Mais Christiane Taubira n’a pas voulu céder. « Une liste a toujours les défauts intrinsèques aux listes. D’une part, elles sont toujours soumises au risque d’un oubli. D’autre part, leur actualisation ne suit pas forcément le rythme des évolutions technologiques, surtout dans un domaine comme celui qui nous occupe où les progrès sont particulièrement rapides » a-t-elle ainsi rétorqué. Avant de poursuivre : « Je crains qu’il n’y ait un malentendu. Les objets en question font l’objet d’une géolocalisation et non pas d’une interception. Il s’agit de localiser les personnes grâce à ces objets et non pas d’entrer dans les contenus, potentiellement confidentiels, des supports technologiques, qu’il s’agisse d’ordinateurs ou de téléphones comme dans le cas des interceptions ».
La durée des opérations de géolocalisation ramené à quinze jours
Les députés ont également fait machine arrière sur la durée des mesures de géolocalisation. En effet, conformément à ce qu’avait décidé la Commission des lois, l’Assemblée nationale a préféré ramener à « quinze jours consécutifs » la durée maximale pendant laquelle le Parquet pourra se passer de l’aval du juge.

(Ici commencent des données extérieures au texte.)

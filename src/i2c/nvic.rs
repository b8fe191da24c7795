// Licensed under the Apache-2.0 license

//! Cortex-M glue: NVIC line control and a busy-wait delay.

use cortex_m::interrupt::InterruptNumber;
use cortex_m::peripheral::NVIC;
use embedded_hal::delay::DelayNs;
use fugit::HertzU32;

use crate::i2c::common::IrqLine;
use crate::i2c::traits::IrqControl;

#[derive(Copy, Clone)]
struct NvicLine(u16);

// SAFETY: the number comes from the board's interrupt table via `IrqLine`.
unsafe impl InterruptNumber for NvicLine {
    fn number(self) -> u16 {
        self.0
    }
}

/// [`IrqControl`] on the Cortex-M NVIC.
#[derive(Copy, Clone, Debug, Default)]
pub struct NvicLines;

impl IrqControl for NvicLines {
    fn enable_line(&self, line: IrqLine) {
        // SAFETY: the line is only unmasked once its handler is routed through
        // `Registry::on_interrupt`, which does not break critical sections.
        unsafe { NVIC::unmask(NvicLine(line.0)) }
    }

    fn disable_line(&self, line: IrqLine) {
        NVIC::mask(NvicLine(line.0));
    }
}

/// Busy-wait delay calibrated against the core clock.
///
/// Counts loop iterations, so it only bounds waits from below; good enough
/// for event timeouts.
#[derive(Copy, Clone, Debug)]
pub struct SpinDelay {
    cycles_per_us: u32,
}

impl SpinDelay {
    #[must_use]
    pub fn new(core_clock: HertzU32) -> Self {
        Self {
            cycles_per_us: (core_clock.raw() / 1_000_000).max(1),
        }
    }
}

impl DelayNs for SpinDelay {
    fn delay_ns(&mut self, ns: u32) {
        let cycles = u64::from(ns) * u64::from(self.cycles_per_us) / 1_000;
        for _ in 0..cycles {
            core::hint::spin_loop();
        }
    }
}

Plusieurs élus avaient pourtant déposé des amendements afin de laisser ce délai à huit jours. L’écologiste Sergio Coronado étaient de ceux-ci : « Le contrôle d’un juge au bout de huit jours est plus protecteur pour les libertés individuelles et le délai qui avait été fixé au Sénat me paraît tout à fait opérationnel. A contrario, le délai de quinze jours nous paraît un peu excessif » a fait valoir l’intéressé dans l’hémicycle. Le député n’a d’ailleurs pas manqué de souligner que « c’est également ce qu’a jugé la CNIL dans un avis qu’elle a rendu ce matin. Elle note en effet que, dans le cadre des procédures de flagrance, la durée de l’autorisation du procureur de la République devrait être de huit jours et reconductible éventuellement une fois pour être en cohérence avec l’article 53 du Code de procédure pénale ».

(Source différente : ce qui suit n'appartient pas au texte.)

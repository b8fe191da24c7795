// Licensed under the Apache-2.0 license

//! Event and error interrupt handlers.
//!
//! Handlers run in interrupt context. They only read SR1, mask their own line
//! and post the adapter's counting signal; control registers are left to the
//! thread holding the bus lock. A post made while no transfer is waiting is
//! kept by the signal and picked up by the next wait, where it is treated as
//! spurious unless SR1 says otherwise.

use crate::common::Logger;
use crate::i2c::common::{BusFault, IrqLine};
use crate::i2c::registers::RegisterExt;
use crate::i2c::registry::Bus;
use crate::i2c::sync::AdapterSlot;
use crate::i2c::traits::{IrqControl, Registers};

/// Protocol event (SB, ADDR, BTF, TXE, RXNE).
///
/// The event interrupt is level triggered, so the line stays masked until the
/// transfer engine arms it again for its next wait.
pub(crate) fn on_event<R, D, I>(bus: &Bus<R, D>, slots: &[AdapterSlot], irq: &I, line: IrqLine)
where
    R: Registers,
    I: IrqControl,
{
    irq.disable_line(line);
    if let Some(slot) = bus.adapter_slot(slots) {
        slot.signal().up();
    }
}

/// Error condition latched in SR1.
///
/// The engine observes the fault on its next look at SR1, clears it and
/// re-arms the line.
pub(crate) fn on_error<R, D, I, L>(
    bus: &Bus<R, D>,
    slots: &[AdapterSlot],
    irq: &I,
    logger: &L,
    line: IrqLine,
) where
    R: Registers,
    I: IrqControl,
    L: Logger,
{
    irq.disable_line(line);
    if let Some(fault) = BusFault::from_status(bus.regs.read_sr1()) {
        logger.error(format_args!(
            "{}: error interrupt, SR1 faults {:#06x}",
            bus.name,
            fault.bits()
        ));
    }
    if let Some(slot) = bus.adapter_slot(slots) {
        slot.signal().up();
    }
}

Après avoir assuré aux députés réfractaires qu’elle entendait leurs arguments, la Garde des Sceaux a insisté pour que le législateur reste sur un délai de quinze jours. « C’est parce que nous nous étions fondés sur la durée d’une enquête de flagrance prolongée que nous avions estimé que le délai de quinze jours ne mettait pas en péril l’efficacité de l’enquête. Je répète que je me réjouis que la Commission des lois soit revenue à ce délai de quinze jours, sinon on ferait peser quelques risques sur les enquêtes de flagrance » a ainsi déclaré Christiane Taubira.

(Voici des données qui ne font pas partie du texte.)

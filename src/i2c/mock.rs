// Licensed under the Apache-2.0 license

//! Test doubles: a recording register bank, a recording interrupt controller
//! and a delay that returns immediately.

use std::collections::{HashMap, VecDeque};
use std::sync::Mutex;

use embedded_hal::delay::DelayNs;
use fugit::HertzU32;

use crate::common::NoOpLogger;
use crate::i2c::common::{DriverConfig, IrqLine, PlatformConfig};
use crate::i2c::registers::{Instance, Reg, SR1_ADDR, SR1_BTF, SR1_RXNE, SR1_SB, SR1_TXE};
use crate::i2c::registry::{Bus, BusHandle, Registry};
use crate::i2c::sync::AdapterSlot;
use crate::i2c::traits::{IrqControl, Registers};

pub const EVT: IrqLine = IrqLine(33);
pub const ERR: IrqLine = IrqLine(34);

/// SR1 once the scripted values run out: every progress flag, no error.
pub const SR1_IDLE_READY: u32 = SR1_SB | SR1_ADDR | SR1_BTF | SR1_RXNE | SR1_TXE;

#[derive(Default)]
struct State {
    values: HashMap<Reg, u32>,
    writes: Vec<(Reg, u32)>,
    reads: Vec<Reg>,
    sr1: VecDeque<u32>,
    rx: VecDeque<u8>,
}

/// Register bank recording every access.
///
/// SR1 reads return scripted values first, then [`SR1_IDLE_READY`]; DR reads
/// return queued receive bytes; SR2 always reads zero. Everything else reads
/// back the last value written.
#[derive(Default)]
pub struct MockRegisters {
    state: Mutex<State>,
}

impl MockRegisters {
    pub fn new() -> Self {
        Self::default()
    }

    pub fn push_sr1(&self, value: u32) {
        self.state.lock().unwrap().sr1.push_back(value);
    }

    pub fn push_rx(&self, bytes: &[u8]) {
        self.state.lock().unwrap().rx.extend(bytes);
    }

    pub fn writes(&self) -> Vec<(Reg, u32)> {
        self.state.lock().unwrap().writes.clone()
    }

    pub fn reads(&self) -> Vec<Reg> {
        self.state.lock().unwrap().reads.clone()
    }

    /// Last value written to `reg`.
    pub fn value(&self, reg: Reg) -> u32 {
        self.state
            .lock()
            .unwrap()
            .values
            .get(&reg)
            .copied()
            .unwrap_or(0)
    }

    pub fn clear_log(&self) {
        let mut state = self.state.lock().unwrap();
        state.writes.clear();
        state.reads.clear();
    }
}

impl Registers for MockRegisters {
    fn read(&self, reg: Reg) -> u32 {
        let mut state = self.state.lock().unwrap();
        state.reads.push(reg);
        match reg {
            Reg::Sr1 => state.sr1.pop_front().unwrap_or(SR1_IDLE_READY),
            Reg::Sr2 => 0,
            Reg::Dr => state.rx.pop_front().map_or(0, u32::from),
            _ => state.values.get(&reg).copied().unwrap_or(0),
        }
    }

    fn write(&self, reg: Reg, value: u32) {
        let mut state = self.state.lock().unwrap();
        state.writes.push((reg, value));
        state.values.insert(reg, value);
    }
}

#[derive(Copy, Clone, Debug, PartialEq, Eq)]
pub enum IrqCall {
    Enable(IrqLine),
    Disable(IrqLine),
}

#[derive(Default)]
pub struct MockIrq {
    calls: Mutex<Vec<IrqCall>>,
}

impl MockIrq {
    pub fn new() -> Self {
        Self::default()
    }

    pub fn calls(&self) -> Vec<IrqCall> {
        self.calls.lock().unwrap().clone()
    }

    pub fn enable_count(&self, line: IrqLine) -> usize {
        self.calls
            .lock()
            .unwrap()
            .iter()
            .filter(|call| **call == IrqCall::Enable(line))
            .count()
    }

    /// Whether the most recent call for `line` unmasked it.
    pub fn is_enabled(&self, line: IrqLine) -> bool {
        self.calls
            .lock()
            .unwrap()
            .iter()
            .rev()
            .find_map(|call| match *call {
                IrqCall::Enable(l) if l == line => Some(true),
                IrqCall::Disable(l) if l == line => Some(false),
                _ => None,
            })
            .unwrap_or(false)
    }
}

impl IrqControl for MockIrq {
    fn enable_line(&self, line: IrqLine) {
        self.calls.lock().unwrap().push(IrqCall::Enable(line));
    }

    fn disable_line(&self, line: IrqLine) {
        self.calls.lock().unwrap().push(IrqCall::Disable(line));
    }
}

#[derive(Copy, Clone, Debug, Default)]
pub struct NoDelay;

impl DelayNs for NoDelay {
    fn delay_ns(&mut self, _ns: u32) {}
}

pub type TestRegistry<'p> = Registry<'p, MockRegisters, MockIrq, NoDelay, NoOpLogger>;

/// I2C2 on a 42 MHz APB1.
pub fn platform() -> PlatformConfig {
    Instance::I2c2.platform(HertzU32::MHz(42))
}

/// Registry with one registered, closed controller.
pub fn registry(slots: &[AdapterSlot]) -> (TestRegistry<'_>, BusHandle) {
    let mut registry = Registry::new(slots, MockIrq::new(), NoOpLogger, DriverConfig::default());
    let handle = registry
        .register(Bus::new("i2c2", MockRegisters::new(), Some(platform()), NoDelay))
        .unwrap();
    (registry, handle)
}

/// Raise `count` event interrupts.
pub fn post_events(registry: &TestRegistry<'_>, count: usize) {
    for _ in 0..count {
        registry.on_interrupt(EVT);
    }
}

Vers une saisine a priori du Conseil constitutionnel ?
Désormais adopté par le Sénat et l’Assemblée nationale, le texte devra être peaufiné dans les prochains jours par les parlementaires. Sauf surprise, une Commission mixte paritaire, composée de sept députés et sept sénateurs, sera prochainement réunie. Le gouvernement a pour rappel engagé une procédure accélérée sur ce texte, avec par conséquent une seule lecture par chaque assemblée. Mais les points de désaccord sont relativement importants, il faudra suivre attentivement les discussions à venir.
Alors que l'exécutif veut hâter le pas en raison de la suspension des activités parlementaires (à partir du 28 février), soulignons que les parlementaires ont évoqué hier l'option d'une saisine du Conseil constitutionnel, de même que la ministre de la Justice, l’idée étant d’éviter une éventuelle censure résultant d’une question prioritaire de constitutionnalité (QPC). Christiane Taubira a ainsi évoqué « l’hypothèse d’une saisine a priori du Conseil constitutionnel, avant promulgation de la loi », l’objectif étant de ne pas prendre « le risque qu’après la promulgation de la loi, une enquête conduite conformément à cette loi soit cassée à cause de l’inconstitutionnalité ou de l’inconventionalité [d’une de ses dispositions]. Une telle censure nous placerait tous dans une situation inconfortable, surtout s’il s’agit d’une enquête en matière de terrorisme ou de criminalité » a expliqué la Garde des Sceaux.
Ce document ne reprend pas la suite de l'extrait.